These are the key concepts you need to understand to accurately answer the question.

Electric Field
An electric field is a region where an electric force is exerted on a charged particle. Imagine an invisible force field surrounding charged objects. The force that a particle experiences at any point in this field is called the electric field at that point.

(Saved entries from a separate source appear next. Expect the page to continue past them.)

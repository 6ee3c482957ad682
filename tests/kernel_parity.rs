// tests/kernel_parity.rs
// Lane kernels against the scalar aligner: every output field, the row the
// extension stopped on and the number of cells evaluated must agree.
use ferrous_bsw::core::alignment::banded_swa::engines::PortableEngine;
use ferrous_bsw::core::alignment::banded_swa::kernel::{SwSimd, sw_kernel};
use ferrous_bsw::core::alignment::banded_swa::precision::{ScoreElem, fits};
use ferrous_bsw::core::alignment::banded_swa::scalar::scalar_banded_swa_traced;
use ferrous_bsw::core::alignment::banded_swa::shared::LaneBatch;
use ferrous_bsw::core::alignment::banded_swa::types::{LaneOutcome, SeqPair};
use ferrous_bsw::core::alignment::shared_types::DpRows;
use ferrous_bsw::ScoringParameters;
use rand::rngs::StdRng;
use rand::{Rng, SeedableRng};

#[cfg(target_arch = "x86_64")]
use std::is_x86_feature_detected;

/// Buffers plus pair records for one lane group.
struct Fixture {
    pairs: Vec<SeqPair>,
    ref_buf: Vec<u8>,
    query_buf: Vec<u8>,
}

/// Mutates `src`: substitutions, short indels and the odd ambiguous base.
fn mutate(rng: &mut StdRng, src: &[u8]) -> Vec<u8> {
    let mut out = Vec::with_capacity(src.len() + 8);
    for &b in src {
        match rng.gen_range(0..100) {
            0..=5 => out.push((b + rng.gen_range(1..4)) % 4),
            6..=7 => {}
            8..=9 => {
                out.push(b);
                out.push(rng.gen_range(0..4));
            }
            10 => out.push(rng.gen_range(4..8)),
            _ => out.push(b),
        }
    }
    out
}

/// `lanes` random pairs that all fit `T` under `params`.
fn fixture<T: ScoreElem>(rng: &mut StdRng, params: &ScoringParameters, lanes: usize, max_len: usize) -> Fixture {
    let mut fx = Fixture {
        pairs: Vec::with_capacity(lanes),
        ref_buf: Vec::new(),
        query_buf: Vec::new(),
    };
    while fx.pairs.len() < lanes {
        let tlen = rng.gen_range(0..=max_len);
        let target: Vec<u8> = (0..tlen).map(|_| rng.gen_range(0..4)).collect();
        let mut query = if rng.gen_bool(0.8) {
            mutate(rng, &target)
        } else {
            (0..rng.gen_range(0..=max_len)).map(|_| rng.gen_range(0..4)).collect()
        };
        query.truncate(max_len);
        let h0 = rng.gen_range(0..=40);
        if !fits::<T>(params, query.len() as i32, target.len() as i32, h0) {
            continue;
        }
        fx.pairs.push(SeqPair::new(
            fx.ref_buf.len(),
            target.len() as i32,
            fx.query_buf.len(),
            query.len() as i32,
            h0,
        ));
        fx.ref_buf.extend_from_slice(&target);
        fx.query_buf.extend_from_slice(&query);
    }
    fx
}

fn run_kernel<const W: usize, E: SwSimd>(
    fx: &Fixture,
    params: &ScoringParameters,
    w: i32,
    entry: unsafe fn(&LaneBatch<E::Elem>, &ScoringParameters, &mut DpRows<E::Elem>) -> Vec<LaneOutcome>,
) -> Vec<LaneOutcome> {
    let mut batch = LaneBatch::<E::Elem>::default();
    batch
        .load(&fx.pairs, W, &fx.ref_buf, &fx.query_buf, params, w)
        .unwrap();
    let mut dp = DpRows::new();
    unsafe { entry(&batch, params, &mut dp) }
}

fn assert_matches_scalar(fx: &Fixture, params: &ScoringParameters, w: i32, got: &[LaneOutcome], label: &str) {
    for (lane, p) in fx.pairs.iter().enumerate() {
        let target = &fx.ref_buf[p.ref_offset..p.ref_offset + p.ref_len as usize];
        let query = &fx.query_buf[p.query_offset..p.query_offset + p.query_len as usize];
        let (want, trace) = scalar_banded_swa_traced(params, p.query_len, query, p.ref_len, target, w, p.h0);
        assert_eq!(
            got[lane].score, want,
            "{label} lane {lane}: qlen {} tlen {} h0 {} w {w}",
            p.query_len, p.ref_len, p.h0
        );
        assert_eq!(got[lane].rows, trace.rows, "{label} lane {lane}: stop row");
        assert_eq!(got[lane].cells, trace.cells, "{label} lane {lane}: cells");
    }
    for (lane, out) in got.iter().enumerate().skip(fx.pairs.len()) {
        assert_eq!(out.rows, 0, "{label} padding lane {lane} must not run");
    }
}

fn scoring_schemes() -> Vec<ScoringParameters> {
    vec![
        ScoringParameters::default(),
        ScoringParameters::new(2, 3, 5, 2, 4, 1, 1, 0, 20).unwrap(),
        ScoringParameters::new(1, 2, 3, 1, 3, 1, 2, 5, 3).unwrap(),
        ScoringParameters::new(1, 4, 6, 1, 6, 1, 1, 5, 0).unwrap(),
    ]
}

const BANDS: [i32; 5] = [0, 2, 7, 30, 100];

fn check_engine<const W: usize, E: SwSimd>(
    seed: u64,
    max_len: usize,
    label: &str,
    entry: unsafe fn(&LaneBatch<E::Elem>, &ScoringParameters, &mut DpRows<E::Elem>) -> Vec<LaneOutcome>,
) {
    let mut rng = StdRng::seed_from_u64(seed);
    for params in scoring_schemes() {
        for &w in &BANDS {
            for round in 0..6 {
                // some groups leave lanes empty
                let lanes = if round % 3 == 2 { rng.gen_range(1..W) } else { W };
                let fx = fixture::<E::Elem>(&mut rng, &params, lanes, max_len);
                let got = run_kernel::<W, E>(&fx, &params, w, entry);
                assert_matches_scalar(&fx, &params, w, &got, label);
            }
        }
    }
}

unsafe fn portable16(b: &LaneBatch<i8>, p: &ScoringParameters, dp: &mut DpRows<i8>) -> Vec<LaneOutcome> {
    unsafe { sw_kernel::<16, PortableEngine<i8, 16>>(b, p, dp) }
}

unsafe fn portable8_i16(b: &LaneBatch<i16>, p: &ScoringParameters, dp: &mut DpRows<i16>) -> Vec<LaneOutcome> {
    unsafe { sw_kernel::<8, PortableEngine<i16, 8>>(b, p, dp) }
}

#[test]
fn portable_i8_matches_scalar() {
    check_engine::<16, PortableEngine<i8, 16>>(11, 90, "portable i8x16", portable16);
}

#[test]
fn portable_i16_matches_scalar() {
    check_engine::<8, PortableEngine<i16, 8>>(12, 300, "portable i16x8", portable8_i16);
}

#[cfg(target_arch = "x86_64")]
#[test]
fn sse2_kernels_match_scalar() {
    use ferrous_bsw::core::alignment::banded_swa::engines::{SwEngine128, SwEngine128I16};
    use ferrous_bsw::core::alignment::banded_swa::isa_sse_neon::{
        simd_banded_swa_batch8_int16, simd_banded_swa_batch16,
    };

    check_engine::<16, SwEngine128>(21, 90, "sse2 i8x16", simd_banded_swa_batch16);
    check_engine::<8, SwEngine128I16>(22, 300, "sse2 i16x8", simd_banded_swa_batch8_int16);
}

#[cfg(target_arch = "x86_64")]
#[test]
fn avx2_kernels_match_scalar() {
    use ferrous_bsw::core::alignment::banded_swa::engines::{SwEngine256, SwEngine256I16};
    use ferrous_bsw::core::alignment::banded_swa::isa_avx2::{
        simd_banded_swa_batch16_int16, simd_banded_swa_batch32,
    };

    if !is_x86_feature_detected!("avx2") {
        eprintln!("Skipping AVX2 parity test: CPU lacks avx2");
        return;
    }
    check_engine::<32, SwEngine256>(31, 90, "avx2 i8x32", simd_banded_swa_batch32);
    check_engine::<16, SwEngine256I16>(32, 300, "avx2 i16x16", simd_banded_swa_batch16_int16);
}

#[test]
fn narrow_lanes_at_the_range_limit() {
    // h0 + qlen * match lands exactly on i8::MAX
    let params = ScoringParameters::default();
    let len = 100usize;
    let mut rng = StdRng::seed_from_u64(41);
    let target: Vec<u8> = (0..len).map(|_| rng.gen_range(0..4)).collect();
    let h0 = i8::MAX as i32 - len as i32;
    assert!(fits::<i8>(&params, len as i32, len as i32, h0));
    assert!(!fits::<i8>(&params, len as i32, len as i32, h0 + 1));

    let fx = Fixture {
        pairs: vec![SeqPair::new(0, len as i32, 0, len as i32, h0); 3],
        ref_buf: target.clone(),
        query_buf: target,
    };
    let got = run_kernel::<16, PortableEngine<i8, 16>>(&fx, &params, 100, portable16);
    assert_matches_scalar(&fx, &params, 100, &got, "portable i8 limit");
    assert_eq!(got[0].score.score, i8::MAX as i32);
}

#[test]
fn lanes_stop_on_different_rows() {
    // one lane z-drops early, the others run to the end of their reference
    let params = ScoringParameters::new(1, 4, 6, 1, 6, 1, 1, 5, 5).unwrap();
    let mut rng = StdRng::seed_from_u64(51);
    let head: Vec<u8> = (0..20).map(|_| rng.gen_range(2..4)).collect();

    let mut fx = Fixture {
        pairs: Vec::new(),
        ref_buf: Vec::new(),
        query_buf: Vec::new(),
    };
    let push = |fx: &mut Fixture, target: Vec<u8>, query: Vec<u8>| {
        fx.pairs.push(SeqPair::new(
            fx.ref_buf.len(),
            target.len() as i32,
            fx.query_buf.len(),
            query.len() as i32,
            10,
        ));
        fx.ref_buf.extend(target);
        fx.query_buf.extend(query);
    };
    let mut q = head.clone();
    q.extend([0u8; 30]);
    let mut t = head.clone();
    t.extend([1u8; 30]);
    push(&mut fx, t, q);
    for k in 0..5 {
        let seq: Vec<u8> = (0..40 + k).map(|_| rng.gen_range(0..4)).collect();
        push(&mut fx, seq.clone(), seq);
    }

    let got = run_kernel::<16, PortableEngine<i8, 16>>(&fx, &params, 100, portable16);
    assert_matches_scalar(&fx, &params, 100, &got, "mixed stop rows");
    assert_eq!(got[0].rows, 22);
    assert!(got[1..6].iter().all(|o| o.rows >= 40));
}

Key characteristics include:
  • A vector quantity – it has both magnitude and direction.
  • Represented by the symbol \( \vec{E} \).
  • Defined mathematically as the force \( \vec{F} \) per unit charge \( q \): \( \vec{E} = \frac{\vec{F}}{q} \).
In this exercise, the electric field is directed away from the z-axis, and its magnitude is dependent on the distance from this axis. Specifically, it diminishes as \( \frac{\alpha}{s} \), implying the farther from the axis, the weaker the field.
Line Integral
A line integral helps us find how an electric field behaves along a certain path. Imagine walking along a path in the electric field, and collecting data on how the field behaves at each step. This accumulated data is the line integral.

Here is how we use it:
  • It adds up the effects of a field along a path.
  • Used to calculate work done by or against an electric field.
  • In this case, we calculate the integral from \( P_1 \) to \( P_2 \).
For our problem, the line integral is used to determine the potential difference between two points. By integrating the electric field along the x-axis, the exercise simplifies the problem, focusing only on how the electric field varies with distance \( s \), which translates to x-axis movement.
Cylindrical Coordinates
Cylindrical coordinates are a 3D coordinate system often used when a problem involves symmetry around an axis. Think of it as a way to describe a point in space using the wire-frame model of a cylinder.

Key pointers include:
  • Coordinates are \( (s, \theta, z) \).
  • \( s \) measures distance from the z-axis.
  • \( \theta \) measures angle around the z-axis, similar to polar coordinates.
  • \( z \) measures height along the z-axis.
In our exercise, the electric field is expressed in cylindrical coordinates as \( \vec{E} = \frac{\alpha}{s} \hat{s} \). This helps simplify the mathematics by focusing on radial dependence without needing to consider variations with \( \theta \) or \( z \).
Integration
Integration is like finding the entire landscape given the topography of a path. In simple terms, it helps us find quantities like area under a curve or, in our case, potential difference across points, based on a given rate of change.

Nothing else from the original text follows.